Deux fortes personnalités contribuèrent à l'essor d'Annamaboe. John Corantee commandant militaire de l'ethnie Fante, commerçant prospère et fin diplomate. Corantee n'était pas simplement un marchand d'esclaves mais un négociant qui vendait des marchandises européennes dans l'arrière pays et y achetait des esclaves qu'il transportait sur la côte. Fin politique, il n'avait pas hésité à envoyer deux de ses fils, un à Paris, l'autre à Londres (celui qui est sur la couverture du livre) afin d'avoir des renseignements de première mains pour de mieux manipuler les rivalités des nations européennes.Par les guerres incessantes qu'il livra aux états voisins, il contribua à réduire en esclavage des milliers d'africains dont lui et sa famille tirèrent des revenus considérables, occupant une place aussi importante que les européens dans cette économie de la traite.
L'autre acteur important d' Annamaboe se nomme Richard Brew, natif d'Irlande. Agent de la Royal African Company et négociant indépendant, il s'établira de façn permanente sur la Côte de l'Or , se mariera avec la fille de Corantee, donnant naissance à une famille créole éminente dans l'histoire du Ghana.Il fut le marchand britannique le plus actif de la Côte de l'Or, même s'il pesta souvent d'être obligé de traiter "là où les nègres sont maîtres". Jouant les Fante contre les Ashantis, il importa pendant 20 ans des quantités gigantesques de marchandises de traite qu'il troqua contre des captifs. Il était célèbre non seulement à Annamaboé et sur la Côte, mais dans tout le monde atlantique où ses vues sur le commerce africain, largement diffusées influençèrent les politiques de Londres.

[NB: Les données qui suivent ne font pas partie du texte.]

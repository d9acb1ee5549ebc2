//! Speech Context - Value Objects

use serde::{Deserialize, Serialize};

use super::CatalogError;

/// 合成音色
#[derive(Debug, Clone, Copy, PartialEq, Eq, Hash, Serialize, Deserialize, Default)]
#[serde(rename_all = "lowercase")]
pub enum Voice {
    #[default]
    Shimmer,
    Alloy,
    Echo,
    Fable,
    Onyx,
    Nova,
}

impl Voice {
    /// 全部音色（帮助文本和预览的顺序）
    pub const ALL: [Voice; 6] = [
        Voice::Shimmer,
        Voice::Alloy,
        Voice::Echo,
        Voice::Fable,
        Voice::Onyx,
        Voice::Nova,
    ];

    pub fn as_str(&self) -> &'static str {
        match self {
            Self::Shimmer => "shimmer",
            Self::Alloy => "alloy",
            Self::Echo => "echo",
            Self::Fable => "fable",
            Self::Onyx => "onyx",
            Self::Nova => "nova",
        }
    }

    /// 音色描述
    pub fn description(&self) -> &'static str {
        match self {
            Self::Shimmer => "Female, soft and warm - gentle and calming",
            Self::Alloy => "Neutral, balanced - good for professional content",
            Self::Echo => "Male, clear and expressive - good for narration",
            Self::Fable => "British accent, warm - distinctive and engaging",
            Self::Onyx => "Deep male voice - authoritative tone",
            Self::Nova => "Female, energetic - upbeat and dynamic",
        }
    }
}

impl std::fmt::Display for Voice {
    fn fmt(&self, f: &mut std::fmt::Formatter<'_>) -> std::fmt::Result {
        write!(f, "{}", self.as_str())
    }
}

impl std::str::FromStr for Voice {
    type Err = CatalogError;

    fn from_str(s: &str) -> Result<Self, Self::Err> {
        Self::ALL
            .iter()
            .copied()
            .find(|voice| voice.as_str() == s)
            .ok_or_else(|| CatalogError::UnknownVoice(s.to_string()))
    }
}

/// TTS 模型
///
/// 费率以每 1000 字符美元计
#[derive(Debug, Clone, Copy, PartialEq, Eq, Hash, Serialize, Deserialize, Default)]
pub enum TtsModel {
    /// 标准质量，生成更快，费用减半
    #[serde(rename = "tts-1")]
    Standard,
    /// 高清质量
    #[default]
    #[serde(rename = "tts-1-hd")]
    HighDefinition,
}

impl TtsModel {
    pub const ALL: [TtsModel; 2] = [TtsModel::Standard, TtsModel::HighDefinition];

    pub fn as_str(&self) -> &'static str {
        match self {
            Self::Standard => "tts-1",
            Self::HighDefinition => "tts-1-hd",
        }
    }

    pub fn rate_per_1k_chars(&self) -> f64 {
        match self {
            Self::Standard => 0.015,
            Self::HighDefinition => 0.030,
        }
    }

    pub fn description(&self) -> &'static str {
        match self {
            Self::Standard => "Standard quality - faster generation, half the cost",
            Self::HighDefinition => "High definition - best quality, recommended",
        }
    }

    /// 估算费用: (字符数 / 1000) * 费率
    pub fn estimate_cost(&self, char_count: usize) -> f64 {
        (char_count as f64 / 1000.0) * self.rate_per_1k_chars()
    }
}

impl std::fmt::Display for TtsModel {
    fn fmt(&self, f: &mut std::fmt::Formatter<'_>) -> std::fmt::Result {
        write!(f, "{}", self.as_str())
    }
}

impl std::str::FromStr for TtsModel {
    type Err = CatalogError;

    fn from_str(s: &str) -> Result<Self, Self::Err> {
        Self::ALL
            .iter()
            .copied()
            .find(|model| model.as_str() == s)
            .ok_or_else(|| CatalogError::UnknownModel(s.to_string()))
    }
}

/// 音频输出格式
#[derive(Debug, Clone, Copy, PartialEq, Eq, Hash, Serialize, Deserialize, Default)]
#[serde(rename_all = "lowercase")]
pub enum AudioFormat {
    /// 通用兼容（默认）
    #[default]
    Mp3,
    /// 流媒体，低延迟
    Opus,
    /// 移动设备 / YouTube
    Aac,
    /// 无损压缩
    Flac,
    /// 无压缩
    Wav,
    /// 原始 PCM
    Pcm,
}

impl AudioFormat {
    pub const ALL: [AudioFormat; 6] = [
        AudioFormat::Mp3,
        AudioFormat::Opus,
        AudioFormat::Aac,
        AudioFormat::Flac,
        AudioFormat::Wav,
        AudioFormat::Pcm,
    ];

    /// 格式名，同时也是 API 的 response_format 取值
    pub fn as_str(&self) -> &'static str {
        match self {
            Self::Mp3 => "mp3",
            Self::Opus => "opus",
            Self::Aac => "aac",
            Self::Flac => "flac",
            Self::Wav => "wav",
            Self::Pcm => "pcm",
        }
    }

    pub fn extension(&self) -> &'static str {
        self.as_str()
    }

    /// 无容器的原始采样（24kHz 16-bit 单声道），按字节顺序拼接即可
    pub fn is_raw(&self) -> bool {
        matches!(self, Self::Pcm)
    }

    pub fn description(&self) -> &'static str {
        match self {
            Self::Mp3 => "General use, widely compatible",
            Self::Opus => "Internet streaming, low latency, smaller files",
            Self::Aac => "Digital audio compression, preferred by YouTube/iOS/Android",
            Self::Flac => "Lossless compression, highest quality",
            Self::Wav => "Uncompressed, largest files",
            Self::Pcm => "Raw audio data",
        }
    }
}

impl std::fmt::Display for AudioFormat {
    fn fmt(&self, f: &mut std::fmt::Formatter<'_>) -> std::fmt::Result {
        write!(f, "{}", self.as_str())
    }
}

impl std::str::FromStr for AudioFormat {
    type Err = CatalogError;

    fn from_str(s: &str) -> Result<Self, Self::Err> {
        Self::ALL
            .iter()
            .copied()
            .find(|format| format.as_str() == s)
            .ok_or_else(|| CatalogError::UnknownFormat(s.to_string()))
    }
}
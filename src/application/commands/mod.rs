//! 应用层 - 命令
//!
//! 每次 CLI 调用对应一个命令

mod convert_commands;
mod preview_commands;

pub mod handlers;

pub use convert_commands::*;
pub use preview_commands::*;
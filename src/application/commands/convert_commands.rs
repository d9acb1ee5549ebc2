//! Convert Commands - 文档转语音

use std::path::PathBuf;

/// 转换文档命令
///
/// 音色、模型、格式为原始字符串，由 handler 对照 Catalog 校验
#[derive(Debug, Clone)]
pub struct ConvertDocument {
    pub input: PathBuf,
    /// 缺省时为输入路径替换扩展名
    pub output: Option<PathBuf>,
    pub voice: Option<String>,
    pub model: Option<String>,
    pub format: Option<String>,
}

impl ConvertDocument {
    pub fn new(input: impl Into<PathBuf>) -> Self {
        Self {
            input: input.into(),
            output: None,
            voice: None,
            model: None,
            format: None,
        }
    }
}
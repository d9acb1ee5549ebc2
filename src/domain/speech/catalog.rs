//! Catalog - 允许列表
//!
//! 启动时构建一次，以不可变值注入到各个 handler

use super::{AudioFormat, CatalogError, TtsModel, Voice};

/// 预览模式的固定示例文本
pub const PREVIEW_SAMPLE_TEXT: &str = "Hello! This is a sample of my voice. \
I'm demonstrating the text to speech capabilities of OpenAI's API. \
Each voice has its own unique character and tone.";

/// 可用音色/模型/格式及预览参数
#[derive(Debug, Clone)]
pub struct Catalog {
    pub voices: Vec<Voice>,
    pub models: Vec<TtsModel>,
    pub formats: Vec<AudioFormat>,
    pub default_voice: Voice,
    pub default_model: TtsModel,
    pub default_format: AudioFormat,
    /// 预览使用的模型（固定高清）
    pub preview_model: TtsModel,
    pub preview_format: AudioFormat,
    pub preview_text: String,
}

impl Default for Catalog {
    fn default() -> Self {
        Self {
            voices: Voice::ALL.to_vec(),
            models: TtsModel::ALL.to_vec(),
            formats: AudioFormat::ALL.to_vec(),
            default_voice: Voice::Shimmer,
            default_model: TtsModel::HighDefinition,
            default_format: AudioFormat::Mp3,
            preview_model: TtsModel::HighDefinition,
            preview_format: AudioFormat::Mp3,
            preview_text: PREVIEW_SAMPLE_TEXT.to_string(),
        }
    }
}

impl Catalog {
    /// 解析音色，None 时返回默认值
    pub fn voice(&self, name: Option<&str>) -> Result<Voice, CatalogError> {
        let Some(name) = name else {
            return Ok(self.default_voice);
        };
        let voice: Voice = name.parse()?;
        if !self.voices.contains(&voice) {
            return Err(CatalogError::NotAllowed(format!("voice '{}'", name)));
        }
        Ok(voice)
    }

    pub fn model(&self, name: Option<&str>) -> Result<TtsModel, CatalogError> {
        let Some(name) = name else {
            return Ok(self.default_model);
        };
        let model: TtsModel = name.parse()?;
        if !self.models.contains(&model) {
            return Err(CatalogError::NotAllowed(format!("model '{}'", name)));
        }
        Ok(model)
    }

    pub fn format(&self, name: Option<&str>) -> Result<AudioFormat, CatalogError> {
        let Some(name) = name else {
            return Ok(self.default_format);
        };
        let format: AudioFormat = name.parse()?;
        if !self.formats.contains(&format) {
            return Err(CatalogError::NotAllowed(format!("format '{}'", name)));
        }
        Ok(format)
    }

    pub fn voice_names(&self) -> String {
        join_names(self.voices.iter().map(Voice::as_str))
    }

    pub fn model_names(&self) -> String {
        join_names(self.models.iter().map(TtsModel::as_str))
    }

    pub fn format_names(&self) -> String {
        join_names(self.formats.iter().map(AudioFormat::as_str))
    }

    /// 预览输出文件名，由音色确定
    pub fn preview_file_name(&self, voice: Voice) -> String {
        format!("voice-sample-{}.{}", voice, self.preview_format.extension())
    }

    /// 预览的总估算费用
    pub fn preview_cost(&self, voice_count: usize) -> f64 {
        let per_voice = self
            .preview_model
            .estimate_cost(self.preview_text.chars().count());
        per_voice * voice_count as f64
    }
}

fn join_names<'a>(names: impl Iterator<Item = &'a str>) -> String {
    names.collect::<Vec<_>>().join(", ")
}
//! Converter Adapter - 文档转纯文本实现

mod pandoc_converter;

pub use pandoc_converter::PandocConverter;
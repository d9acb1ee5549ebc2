//! 测试替身：不调用外部程序的转换器与拼接器

use std::path::{Path, PathBuf};
use std::sync::atomic::{AtomicUsize, Ordering};

use crate::application::ports::{ConcatError, ConvertError, MediaConcatenatorPort, TextConverterPort};

/// 原样返回文件内容的转换器
pub struct PassthroughConverter;

impl TextConverterPort for PassthroughConverter {
    fn to_plain_text(&self, document: &Path) -> Result<String, ConvertError> {
        std::fs::read_to_string(document).map_err(|e| ConvertError::Failed(e.to_string()))
    }
}

/// 直接拼接字节的拼接器
#[derive(Default)]
pub struct ByteConcatenator {
    pub fail: bool,
    pub unavailable: bool,
    pub calls: AtomicUsize,
}

impl ByteConcatenator {
    pub fn failing() -> Self {
        Self {
            fail: true,
            ..Default::default()
        }
    }

    pub fn unavailable() -> Self {
        Self {
            unavailable: true,
            ..Default::default()
        }
    }

    pub fn call_count(&self) -> usize {
        self.calls.load(Ordering::SeqCst)
    }
}

impl MediaConcatenatorPort for ByteConcatenator {
    fn concat(
        &self,
        segments: &[PathBuf],
        output: &Path,
        _work_dir: &Path,
    ) -> Result<(), ConcatError> {
        self.calls.fetch_add(1, Ordering::SeqCst);
        if self.fail {
            return Err(ConcatError::Failed("exit status: 1".to_string()));
        }
        let mut data = Vec::new();
        for segment in segments {
            data.extend(std::fs::read(segment).map_err(|e| ConcatError::IoError(e.to_string()))?);
        }
        std::fs::write(output, data).map_err(|e| ConcatError::IoError(e.to_string()))
    }

    fn check_available(&self) -> Result<(), ConcatError> {
        if self.unavailable {
            return Err(ConcatError::Unavailable("ffmpeg not found".to_string()));
        }
        Ok(())
    }
}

L'abolition de la traite décrétée par la Grande Bretagne en 1807 et les Etats Unis en 1808 mettra un coup d'arrêt à l'expansion d'Annamaboé. L'invasion de la ville par les Ashantis fera le reste. La ville perdit les deux tiers de sa population, l'arrière pays fut dévasté et dépeuplé. L'arrêt de la traite mit fin à ses activités économiques : sans les navires négriers venant s'approvisionner et embarquer mes captifs, la raison d'être du port disparut et Annamaboé redevint ce qu' elle était avant le commerce : une petite ville sans importance.
Dénommée à présent Anamabu, les autorités actuelles souhaiteraient en faire un haut lieu de tourisme. Sans grand succès semble t-il.
J'ai reçu ce livre dans le cadre de l'opération Masse Critique dont je remercie Babelio.
Cet essai très documenté (en atteste plus de 20 pages de notes et un glossaire en fin de livre) est très intéressant et très vivant . Ce qui ne peut laisser personne indifférent, bien que cela ait déjà été très souvent évoqué, c'est que tout au long de ces 300 pages, malgré quelque chapîtres réservés au sort des esclaves, il n'y ait question que d'argent gagné ou perdu et de marchandises.Où des gallons de rhum et des mètres d'étoffes s'échangent contre des êtres de chair et d'os sans que grand monde ne s'en émeuvent à l'époque des Lumières. Comme l'affirmait Thomas Jefferson " le principe régulateur du commerce et des commerçants, c'est l'argent, pas la morale". Ce n'est pas Thomas Thomson, premier missionnaire sur la Côte de l'Or qui le contredira lui qui décrivait la traite : " comme un commerce ouvert et public, encouragé par des actes du parlement que l'on peut justifier comme toute autre forme de commerce".
Une bien cruelle vérité, toujours d'actualité, sous des formes guère plus évoluées dans le fonds, si elles le sont dans la forme et bien que des voix s'élèvent régulièrement contre les Etats qui s'adonnent à cette pratique.